Chrono FM is a CFD forex brokerage presumably from St. Vincent and the Grenadines. It provides a web-based trading platform and an extremely generous leverage. Traders are extended a leverage of up to 1:200. Furthermore, there is a wide range of trading products from which to choose and a spread of 3 pips on EUR/USD. The minimum deposit is $250 which is just about the industry average.
Chrono FM regulation & safety of funds
Chrono FM does not state any sort of regulatory status on its website and there is some uncertainty regarding the brokerage. The website states that the brokerage is owned both by Pentacle Group LTD with a registered address in the SVG and a Bulgarian company by the name Sanata Group EOOD. Besides obviously lacking a license, we come upon a warning issued by Italian regulator CONCOB about the firm. The statement by CONCOB reads that the company is ordered to cease providing financial services without adequate authorization. Such clear-cut signs of trouble should give us reason enough to suspect the brokerage and doubt its intentions.
We urge traders to exclude such risk in trading by only associating with brokers regulated by prestigious regulatory agencies, such as the FCA and CySec, which require compliance with a number of strict rules that give significant assurance for the security of the clients funds.

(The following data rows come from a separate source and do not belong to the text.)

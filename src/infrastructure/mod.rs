//! Infrastructure layer - Technical implementations
//!
//! This layer contains:
//! - The LiveKit server API client (rooms, SIP, agent dispatch)
//! - The WebSocket bridge to the speech pipeline
//! - Dispatcher implementations (CLI, API)
//! - Metrics recording

pub mod call_metrics;
pub mod dispatch;
pub mod livekit;
pub mod session;
//! Shared kernel - Common types used across the call, dispatch and tool contexts

pub mod error;
pub mod phone_number;

pub use error::{DomainError, Result};
pub use phone_number::PhoneNumber;
//! Domain errors

use thiserror::Error;

/// Domain result type
pub type Result<T> = std::result::Result<T, DomainError>;

#[derive(Error, Debug, Clone, PartialEq, Eq)]
pub enum DomainError {
    #[error("Validation error: {0}")]
    ValidationError(String),
}
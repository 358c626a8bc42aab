use super::dto::ApiResponse;
use axum::Json;

/// Liveness probe
pub async fn health_check() -> Json<ApiResponse<&'static str>> {
    Json(ApiResponse::success("OK"))
}
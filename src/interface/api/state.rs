//! Shared handler state

use crate::application::worker::JobRunner;
use crate::config::DispatchConfig;
use crate::domain::dispatch::Dispatcher;
use std::sync::Arc;

/// Values the dispatch form is prefilled with
#[derive(Debug, Clone, Default, PartialEq, Eq)]
pub struct FormDefaults {
    pub phone_number: String,
    pub transfer_to: String,
}

impl FormDefaults {
    pub fn from_config(config: &DispatchConfig) -> Self {
        Self {
            phone_number: config.default_phone_number.clone(),
            transfer_to: config.default_transfer_to.clone(),
        }
    }
}

#[derive(Clone)]
pub struct AppState {
    pub dispatcher: Arc<dyn Dispatcher>,
    pub jobs: Arc<dyn JobRunner>,
    pub form_defaults: FormDefaults,
}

The segregation of accounts is among the rules which are especially important in the trading world, because it drastically lowers the risk of possible commingling.

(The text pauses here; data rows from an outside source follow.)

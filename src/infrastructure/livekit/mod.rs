//! LiveKit server API integration
//!
//! Room, SIP and agent-dispatch services come from `livekit-api`. This
//! module only maps its errors and URLs onto ours.

pub mod call_control;

pub use call_control::{LiveKitCallControl, ParticipantDirectory};

use crate::domain::call_control::CallControlError;
use livekit_api::services::TwirpError;
use livekit_api::services::ServiceError;

/// Map a client URL (`ws://`, `wss://`) to the matching HTTP host.
pub fn api_host(url: &str) -> String {
    let url = url.trim_end_matches('/');
    if let Some(rest) = url.strip_prefix("wss://") {
        format!("https://{}", rest)
    } else if let Some(rest) = url.strip_prefix("ws://") {
        format!("http://{}", rest)
    } else {
        url.to_string()
    }
}

/// Server-side rejections keep their Twirp code; everything else is transport.
pub fn map_service_error(e: ServiceError) -> CallControlError {
    match e {
        ServiceError::Twirp(TwirpError::Twirp(twirp)) => CallControlError::Api {
            code: twirp.code,
            message: twirp.msg,
            sip_status_code: None,
            sip_status: None,
        },
        ServiceError::AccessToken(e) => CallControlError::Config(e.to_string()),
        other => CallControlError::Transport(other.to_string()),
    }
}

Another is the participation in a compensatory scheme by which the client’s losses will be covered in the unlikely case the broker goes bankrupt or attempts to swindle traders.
Chrono FM deposit/withdrawal methods and fees
Going through the brokers website we did find some disturbing provisions in the terms of the brokerage. There is a withdrawal which varies according to the payment method and goes as follows – $50 for wire transfers, $25 for credit cards (plus a procession fee of $10) and again $25 for ePayments but with no procession fee. These figures are needlessly high and cast doubt about whether the brokerage makes money only through skinning traders with fees.

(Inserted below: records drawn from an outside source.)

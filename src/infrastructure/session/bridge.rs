//! WebSocket bridge to the external speech pipeline

use super::protocol::{InboundMessage, OutboundMessage, PROTOCOL_VERSION};
use crate::domain::session::{
    AgentSession, SessionError, SessionEvent, SessionStart, ToolOutput,
};
use async_trait::async_trait;
use futures::stream::{SplitSink, SplitStream};
use futures::{SinkExt, StreamExt};
use std::collections::HashMap;
use std::sync::atomic::{AtomicBool, AtomicU64, Ordering};
use std::sync::Arc;
use std::time::Duration;
use tokio::net::TcpStream;
use tokio::sync::{mpsc, oneshot, Mutex};
use tokio::task::JoinHandle;
use tokio_tungstenite::tungstenite::Message;
use tokio_tungstenite::{connect_async, MaybeTlsStream, WebSocketStream};
use tracing::{debug, info, warn};

type WsStream = WebSocketStream<MaybeTlsStream<TcpStream>>;
type Pending = Arc<Mutex<HashMap<String, oneshot::Sender<Result<(), SessionError>>>>>;

/// Upper bound on waiting for an `ack`; replies resolve after playout
pub const DEFAULT_ACK_TIMEOUT: Duration = Duration::from_secs(120);

pub struct BridgeSession {
    sink: Mutex<SplitSink<WsStream, Message>>,
    pending: Pending,
    /// Set by the reader, under the `pending` lock, once it stops reading
    closed: Arc<AtomicBool>,
    ack_timeout: Duration,
    events: Mutex<mpsc::UnboundedReceiver<SessionEvent>>,
    next_id: AtomicU64,
    reader: JoinHandle<()>,
}

impl BridgeSession {
    pub async fn connect(url: &str) -> Result<Self, SessionError> {
        let (stream, _) = connect_async(url)
            .await
            .map_err(|e| SessionError::Connection(format!("{}: {}", url, e)))?;
        info!(%url, "connected to speech pipeline");

        let (sink, stream) = stream.split();
        let pending: Pending = Arc::new(Mutex::new(HashMap::new()));
        let closed = Arc::new(AtomicBool::new(false));
        let (events_tx, events_rx) = mpsc::unbounded_channel();
        let reader = tokio::spawn(read_loop(
            stream,
            pending.clone(),
            closed.clone(),
            events_tx,
        ));

        Ok(Self {
            sink: Mutex::new(sink),
            pending,
            closed,
            ack_timeout: DEFAULT_ACK_TIMEOUT,
            events: Mutex::new(events_rx),
            next_id: AtomicU64::new(1),
            reader,
        })
    }

    pub fn with_ack_timeout(mut self, ack_timeout: Duration) -> Self {
        self.ack_timeout = ack_timeout;
        self
    }

    fn next_request_id(&self) -> String {
        self.next_id.fetch_add(1, Ordering::Relaxed).to_string()
    }

    async fn send(&self, message: &OutboundMessage) -> Result<(), SessionError> {
        let text = serde_json::to_string(message)
            .map_err(|e| SessionError::Protocol(e.to_string()))?;
        self.sink
            .lock()
            .await
            .send(Message::Text(text))
            .await
            .map_err(|e| SessionError::Connection(e.to_string()))
    }

    /// Send a request and wait for its `ack`
    async fn call(&self, id: String, message: OutboundMessage) -> Result<(), SessionError> {
        let (tx, rx) = oneshot::channel();
        {
            let mut pending = self.pending.lock().await;
            if self.closed.load(Ordering::SeqCst) {
                return Err(SessionError::Closed);
            }
            pending.insert(id.clone(), tx);
        }

        if let Err(e) = self.send(&message).await {
            self.pending.lock().await.remove(&id);
            return Err(e);
        }

        match tokio::time::timeout(self.ack_timeout, rx).await {
            Ok(reply) => reply.unwrap_or(Err(SessionError::Closed)),
            Err(_) => {
                self.pending.lock().await.remove(&id);
                Err(SessionError::Timeout(format!(
                    "no ack for request {} within {:?}",
                    id, self.ack_timeout
                )))
            }
        }
    }
}

impl Drop for BridgeSession {
    fn drop(&mut self) {
        self.reader.abort();
    }
}

async fn read_loop(
    mut stream: SplitStream<WsStream>,
    pending: Pending,
    closed: Arc<AtomicBool>,
    events: mpsc::UnboundedSender<SessionEvent>,
) {
    while let Some(frame) = stream.next().await {
        let text = match frame {
            Ok(Message::Text(text)) => text,
            Ok(Message::Close(_)) => break,
            Ok(_) => continue,
            Err(e) => {
                warn!("speech pipeline connection error: {}", e);
                break;
            }
        };

        let message: InboundMessage = match serde_json::from_str(&text) {
            Ok(message) => message,
            Err(e) => {
                warn!("ignoring malformed pipeline message: {}", e);
                continue;
            }
        };

        match message {
            InboundMessage::Ack { id } => {
                if let Some(waiter) = pending.lock().await.remove(&id) {
                    let _ = waiter.send(Ok(()));
                }
            }
            InboundMessage::Error { id: Some(id), message } => {
                if let Some(waiter) = pending.lock().await.remove(&id) {
                    let _ = waiter.send(Err(SessionError::Rejected(message)));
                } else {
                    warn!(%id, "pipeline error for unknown request: {}", message);
                }
            }
            InboundMessage::Error { id: None, message } => {
                warn!("speech pipeline error: {}", message);
            }
            InboundMessage::ToolCall(call) => {
                debug!(call_id = %call.id, tool = %call.name, "tool call received");
                if events.send(SessionEvent::ToolCall(call)).is_err() {
                    break;
                }
            }
            InboundMessage::Closed { reason } => {
                let _ = events.send(SessionEvent::Closed { reason });
                break;
            }
        }
    }

    let mut pending = pending.lock().await;
    closed.store(true, Ordering::SeqCst);
    for (_, waiter) in pending.drain() {
        let _ = waiter.send(Err(SessionError::Closed));
    }
}

#[async_trait]
impl AgentSession for BridgeSession {
    async fn start(&self, start: SessionStart) -> Result<(), SessionError> {
        let id = self.next_request_id();
        let message = OutboundMessage::Start {
            id: id.clone(),
            version: PROTOCOL_VERSION,
            session: start,
        };
        self.call(id, message).await
    }

    async fn generate_reply(&self, instructions: &str) -> Result<(), SessionError> {
        let id = self.next_request_id();
        let message = OutboundMessage::GenerateReply {
            id: id.clone(),
            instructions: instructions.to_string(),
        };
        self.call(id, message).await
    }

    async fn wait_for_playout(&self) -> Result<(), SessionError> {
        let id = self.next_request_id();
        let message = OutboundMessage::WaitForPlayout { id: id.clone() };
        self.call(id, message).await
    }

    async fn next_event(&self) -> Option<SessionEvent> {
        self.events.lock().await.recv().await
    }

    async fn submit_tool_output(
        &self,
        call_id: &str,
        output: ToolOutput,
        is_error: bool,
    ) -> Result<(), SessionError> {
        self.send(&OutboundMessage::ToolOutput {
            call_id: call_id.to_string(),
            output,
            is_error,
        })
        .await
    }

    async fn close(&self) -> Result<(), SessionError> {
        let sent = self.send(&OutboundMessage::Close).await;
        if let Err(e) = self.sink.lock().await.close().await {
            debug!("closing pipeline socket: {}", e);
        }
        sent
    }
}

#[cfg(test)]
mod tests {
    use super::*;
    use crate::domain::session::{NoiseCancellation, ToolCall};
    use serde_json::{json, Value};
    use tokio::net::TcpListener;
    use tokio_tungstenite::accept_async;

    /// Minimal pipeline: acks every request, emits one tool call after
    /// start, then closes once the tool output arrives.
    async fn spawn_pipeline() -> (String, JoinHandle<Vec<Value>>) {
        let listener = TcpListener::bind("127.0.0.1:0").await.unwrap();
        let addr = listener.local_addr().unwrap();

        let handle = tokio::spawn(async move {
            let (socket, _) = listener.accept().await.unwrap();
            let mut ws = accept_async(socket).await.unwrap();
            let mut received = Vec::new();

            while let Some(Ok(frame)) = ws.next().await {
                let Message::Text(text) = frame else { continue };
                let value: Value = serde_json::from_str(&text).unwrap();
                received.push(value.clone());

                match value["type"].as_str().unwrap() {
                    "start" => {
                        let ack = json!({"type": "ack", "id": value["id"]});
                        ws.send(Message::Text(ack.to_string())).await.unwrap();
                        let call = json!({
                            "type": "tool_call",
                            "id": "call-1",
                            "name": "confirm_appointment",
                            "arguments": {"date": "Monday", "time": "11am"}
                        });
                        ws.send(Message::Text(call.to_string())).await.unwrap();
                    }
                    "generate_reply" => {
                        let err = json!({"type": "error", "id": value["id"], "message": "busy"});
                        ws.send(Message::Text(err.to_string())).await.unwrap();
                    }
                    "tool_output" => {
                        let closed = json!({"type": "closed", "reason": "done"});
                        ws.send(Message::Text(closed.to_string())).await.unwrap();
                    }
                    "close" => break,
                    _ => {}
                }
            }
            received
        });

        (format!("ws://{}", addr), handle)
    }

    #[tokio::test]
    async fn test_bridge_round_trip() {
        let (url, pipeline) = spawn_pipeline().await;
        let session = BridgeSession::connect(&url).await.unwrap();

        session
            .start(SessionStart {
                room_name: "call-1".to_string(),
                instructions: "hello".to_string(),
                tools: vec![],
                noise_cancellation: NoiseCancellation::BackgroundVoiceTelephony,
            })
            .await
            .unwrap();

        let event = session.next_event().await.unwrap();
        assert_eq!(
            event,
            SessionEvent::ToolCall(ToolCall {
                id: "call-1".to_string(),
                name: "confirm_appointment".to_string(),
                arguments: json!({"date": "Monday", "time": "11am"}),
            })
        );

        let rejected = session.generate_reply("say hi").await;
        assert_eq!(rejected, Err(SessionError::Rejected("busy".to_string())));

        session
            .submit_tool_output("call-1", ToolOutput::Text("reservation confirmed".to_string()), false)
            .await
            .unwrap();

        assert_eq!(
            session.next_event().await,
            Some(SessionEvent::Closed {
                reason: "done".to_string()
            })
        );
        assert_eq!(session.next_event().await, None);

        session.close().await.unwrap();
        let received = pipeline.await.unwrap();
        let types: Vec<&str> = received.iter().map(|v| v["type"].as_str().unwrap()).collect();
        assert_eq!(types, vec!["start", "generate_reply", "tool_output", "close"]);
        assert_eq!(received[2]["output"]["value"], "reservation confirmed");
    }

    /// Sends `frames` right after the handshake, never acks, and records
    /// what the client sends until the socket goes away.
    async fn spawn_silent_pipeline(frames: Vec<Value>) -> (String, JoinHandle<(Vec<String>, bool)>) {
        let listener = TcpListener::bind("127.0.0.1:0").await.unwrap();
        let addr = listener.local_addr().unwrap();

        let handle = tokio::spawn(async move {
            let (socket, _) = listener.accept().await.unwrap();
            let mut ws = accept_async(socket).await.unwrap();
            for frame in frames {
                ws.send(Message::Text(frame.to_string())).await.unwrap();
            }

            let mut types = Vec::new();
            let mut saw_close_frame = false;
            while let Some(Ok(frame)) = ws.next().await {
                match frame {
                    Message::Text(text) => {
                        let value: Value = serde_json::from_str(&text).unwrap();
                        types.push(value["type"].as_str().unwrap().to_string());
                    }
                    Message::Close(_) => {
                        saw_close_frame = true;
                        break;
                    }
                    _ => {}
                }
            }
            (types, saw_close_frame)
        });

        (format!("ws://{}", addr), handle)
    }

    #[tokio::test]
    async fn test_request_after_closed_frame_fails_instead_of_hanging() {
        let (url, pipeline) = spawn_silent_pipeline(vec![
            json!({"type": "tool_call", "id": "call-1", "name": "end_call", "arguments": {}}),
            json!({"type": "closed", "reason": "participant left"}),
        ])
        .await;
        let session = BridgeSession::connect(&url).await.unwrap();

        let event = session.next_event().await.unwrap();
        assert!(matches!(event, SessionEvent::ToolCall(call) if call.name == "end_call"));

        // the pipeline keeps the socket open but will never ack
        let result = tokio::time::timeout(Duration::from_secs(3), session.wait_for_playout())
            .await
            .expect("wait_for_playout should resolve once the pipeline has closed");
        assert_eq!(result, Err(SessionError::Closed));

        // later requests fail straight away
        assert_eq!(session.generate_reply("goodbye").await, Err(SessionError::Closed));

        session.close().await.unwrap();
        let (_, saw_close_frame) = pipeline.await.unwrap();
        assert!(saw_close_frame);
    }

    #[tokio::test]
    async fn test_unacknowledged_request_times_out() {
        let (url, pipeline) = spawn_silent_pipeline(vec![]).await;
        let session = BridgeSession::connect(&url)
            .await
            .unwrap()
            .with_ack_timeout(Duration::from_millis(100));

        let result = session.wait_for_playout().await;
        assert!(matches!(result, Err(SessionError::Timeout(_))));
        assert!(session.pending.lock().await.is_empty());

        session.close().await.unwrap();
        let (types, saw_close_frame) = pipeline.await.unwrap();
        assert_eq!(types, vec!["wait_for_playout", "close"]);
        assert!(saw_close_frame);
    }

    #[tokio::test]
    async fn test_connect_failure() {
        let listener = TcpListener::bind("127.0.0.1:0").await.unwrap();
        let addr = listener.local_addr().unwrap();
        drop(listener);

        let result = BridgeSession::connect(&format!("ws://{}", addr)).await;
        assert!(matches!(result, Err(SessionError::Connection(_))));
    }
}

We must also remind readers of all the ways a trader may test the brokerage’s intentions. Firstly, traders are advised to always put up only the required minimum deposit, instead of risking a bigger amount with no certainty. Afterwards, they may also try to withdraw a small amount in order to check for any unexpected fees or delays. Such fees and delays are usually the signs of a scammer.
How does the scam work?
Besides judging the brokerage beforehand through the info given on its website, a valuable piece of information in the trading world would be precisely how a scam would go about. Here is a description of the typical three steps:
Through clicking an ad with promises for fast money, you will be redirected to a website such as Bitcoin Evolution or The bitcoin miner where registration will require you to give your address, email and phone number. After sharing your personal information, you will being receiving calls from brokers, compelling you to invest with them and win big. After a few minutes hearing their pitches, you decide to deposit some $200-250. And just like that – the scammers take a fat commission from this initial deposit.
After they are done with you, senior scammers begin working you into putting even more money. They say it’s the only way to profit from trading even more. After making the mistake of investing even further, you’ll begin wanting to get out of this and withdraw what you have left.
Unfortunately, the con-artists have no such thing in mind. They will now begin persuading you to wait it out and not withdraw right now. The motive here is quite straightforward – traders have a limited time window for filing a chargeback with their bank and get their money back. The “recovery department” will simply want to mislead you into missing this crucial period and, along the way, losing any chance you might have of getting the money back. Furthermore, due to the high instances of fraud – both Visa and MasterCard have taken upon themselves to circumvent scammers in forex trading. Backing up their intentions – MasterCard has already increased the previous time period of six months for filing a chargeback to a year and a half and Visa is expected to follow suit in December.
What to do when scammed?
As was mentioned above, scamming is quite the common in the trading world and, sadly, even you might suffer from it. In such an unfortunate case there still may be some available options for you.
You may contact your bank or credit card provider and file a chargeback.
If, however, you have provided the broker with your credit card details, immediately cancel your credit card.
If you have given information regarding your online banking pass – you should switch it asap!
Beware of potential calls from self-described “recovery agencies”! They prey on scammed and vulnerable traders who are desperate to recover their losses. They will require an “up-front” payment to help you, but after paying them, no such help will be coming your way!